● Directions for this task: Check each line below for the word "missing", and copy those that have it.

--- Information shown Enclosed Below ---

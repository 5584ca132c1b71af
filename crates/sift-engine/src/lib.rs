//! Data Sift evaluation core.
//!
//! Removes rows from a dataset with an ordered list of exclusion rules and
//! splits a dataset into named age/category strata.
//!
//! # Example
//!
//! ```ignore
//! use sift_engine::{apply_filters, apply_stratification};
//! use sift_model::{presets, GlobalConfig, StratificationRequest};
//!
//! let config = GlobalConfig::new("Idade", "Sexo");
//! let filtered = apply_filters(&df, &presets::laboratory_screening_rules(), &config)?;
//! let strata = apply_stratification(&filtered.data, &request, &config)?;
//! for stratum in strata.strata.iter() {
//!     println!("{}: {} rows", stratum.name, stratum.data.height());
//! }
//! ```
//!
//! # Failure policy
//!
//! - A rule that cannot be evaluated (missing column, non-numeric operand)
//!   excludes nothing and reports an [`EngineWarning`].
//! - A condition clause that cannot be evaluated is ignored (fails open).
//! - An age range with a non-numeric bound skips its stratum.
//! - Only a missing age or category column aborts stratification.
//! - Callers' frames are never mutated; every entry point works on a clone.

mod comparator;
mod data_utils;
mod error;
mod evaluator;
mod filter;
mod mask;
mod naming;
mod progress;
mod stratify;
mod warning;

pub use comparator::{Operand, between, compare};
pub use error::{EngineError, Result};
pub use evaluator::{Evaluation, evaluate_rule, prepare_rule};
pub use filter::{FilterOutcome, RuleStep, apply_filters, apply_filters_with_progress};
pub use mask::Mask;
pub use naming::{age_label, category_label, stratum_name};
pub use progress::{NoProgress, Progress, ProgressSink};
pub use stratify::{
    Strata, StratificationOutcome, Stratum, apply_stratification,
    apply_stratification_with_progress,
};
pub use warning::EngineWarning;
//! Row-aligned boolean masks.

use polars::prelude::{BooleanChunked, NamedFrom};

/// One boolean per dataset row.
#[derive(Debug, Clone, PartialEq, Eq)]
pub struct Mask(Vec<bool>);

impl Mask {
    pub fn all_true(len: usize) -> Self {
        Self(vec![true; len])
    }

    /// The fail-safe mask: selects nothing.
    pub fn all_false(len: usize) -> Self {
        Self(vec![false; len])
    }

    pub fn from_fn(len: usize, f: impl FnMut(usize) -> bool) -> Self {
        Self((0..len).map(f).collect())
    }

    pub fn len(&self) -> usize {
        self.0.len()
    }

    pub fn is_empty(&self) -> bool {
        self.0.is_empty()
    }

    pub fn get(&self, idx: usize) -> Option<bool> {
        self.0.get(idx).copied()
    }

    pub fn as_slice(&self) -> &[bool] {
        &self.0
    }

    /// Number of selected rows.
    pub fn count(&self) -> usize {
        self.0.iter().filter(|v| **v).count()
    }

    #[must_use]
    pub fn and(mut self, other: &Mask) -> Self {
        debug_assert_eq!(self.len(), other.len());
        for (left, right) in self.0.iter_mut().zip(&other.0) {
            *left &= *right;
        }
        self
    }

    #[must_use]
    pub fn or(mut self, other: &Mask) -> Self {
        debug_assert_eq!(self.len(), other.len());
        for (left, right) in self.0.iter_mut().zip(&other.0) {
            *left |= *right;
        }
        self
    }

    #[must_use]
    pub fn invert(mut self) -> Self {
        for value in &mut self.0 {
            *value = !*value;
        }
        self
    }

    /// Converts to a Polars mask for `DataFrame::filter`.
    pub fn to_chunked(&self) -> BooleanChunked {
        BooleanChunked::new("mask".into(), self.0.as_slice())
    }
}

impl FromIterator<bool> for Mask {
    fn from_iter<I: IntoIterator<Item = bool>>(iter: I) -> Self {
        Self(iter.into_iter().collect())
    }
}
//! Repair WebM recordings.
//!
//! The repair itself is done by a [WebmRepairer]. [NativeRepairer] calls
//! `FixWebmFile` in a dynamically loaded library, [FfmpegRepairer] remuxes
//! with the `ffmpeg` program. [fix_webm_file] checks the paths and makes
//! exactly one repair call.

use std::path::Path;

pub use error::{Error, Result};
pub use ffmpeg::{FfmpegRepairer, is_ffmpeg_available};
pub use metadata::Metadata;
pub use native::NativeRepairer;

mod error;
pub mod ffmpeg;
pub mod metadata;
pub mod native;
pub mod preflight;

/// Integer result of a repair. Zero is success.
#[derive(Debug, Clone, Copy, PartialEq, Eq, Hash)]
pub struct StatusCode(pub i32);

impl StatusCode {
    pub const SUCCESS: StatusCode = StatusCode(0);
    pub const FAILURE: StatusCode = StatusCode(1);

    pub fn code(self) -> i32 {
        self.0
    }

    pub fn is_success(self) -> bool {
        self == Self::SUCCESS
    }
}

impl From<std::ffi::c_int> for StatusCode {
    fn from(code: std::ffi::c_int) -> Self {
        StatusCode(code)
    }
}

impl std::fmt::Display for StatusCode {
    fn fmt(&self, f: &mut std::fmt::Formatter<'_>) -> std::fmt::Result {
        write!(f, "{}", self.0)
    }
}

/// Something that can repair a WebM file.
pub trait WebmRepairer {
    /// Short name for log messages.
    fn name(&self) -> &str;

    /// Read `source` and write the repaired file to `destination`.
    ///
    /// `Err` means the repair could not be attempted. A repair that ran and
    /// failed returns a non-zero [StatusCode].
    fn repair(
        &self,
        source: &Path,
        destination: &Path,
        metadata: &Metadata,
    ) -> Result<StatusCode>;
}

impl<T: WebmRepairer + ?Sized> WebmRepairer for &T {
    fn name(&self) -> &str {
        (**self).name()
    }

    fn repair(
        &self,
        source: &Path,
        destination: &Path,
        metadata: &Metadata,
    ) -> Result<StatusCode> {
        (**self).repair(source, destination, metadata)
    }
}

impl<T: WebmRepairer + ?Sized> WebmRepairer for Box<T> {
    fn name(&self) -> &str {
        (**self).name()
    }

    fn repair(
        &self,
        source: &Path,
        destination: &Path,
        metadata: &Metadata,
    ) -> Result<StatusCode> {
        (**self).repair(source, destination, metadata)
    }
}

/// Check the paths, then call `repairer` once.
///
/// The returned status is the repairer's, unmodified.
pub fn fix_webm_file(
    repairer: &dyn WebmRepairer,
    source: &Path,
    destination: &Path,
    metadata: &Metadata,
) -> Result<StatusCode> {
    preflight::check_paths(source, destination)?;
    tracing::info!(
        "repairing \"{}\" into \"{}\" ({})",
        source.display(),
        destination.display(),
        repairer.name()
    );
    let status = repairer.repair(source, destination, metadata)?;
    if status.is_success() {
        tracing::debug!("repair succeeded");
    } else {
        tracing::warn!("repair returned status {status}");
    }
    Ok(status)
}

--- End of Enclosed Information shown ---

● Solution for this exercise:
//! - A rule that cannot be evaluated (missing column, non-numeric operand)
//! - Only a missing age or category column aborts stratification.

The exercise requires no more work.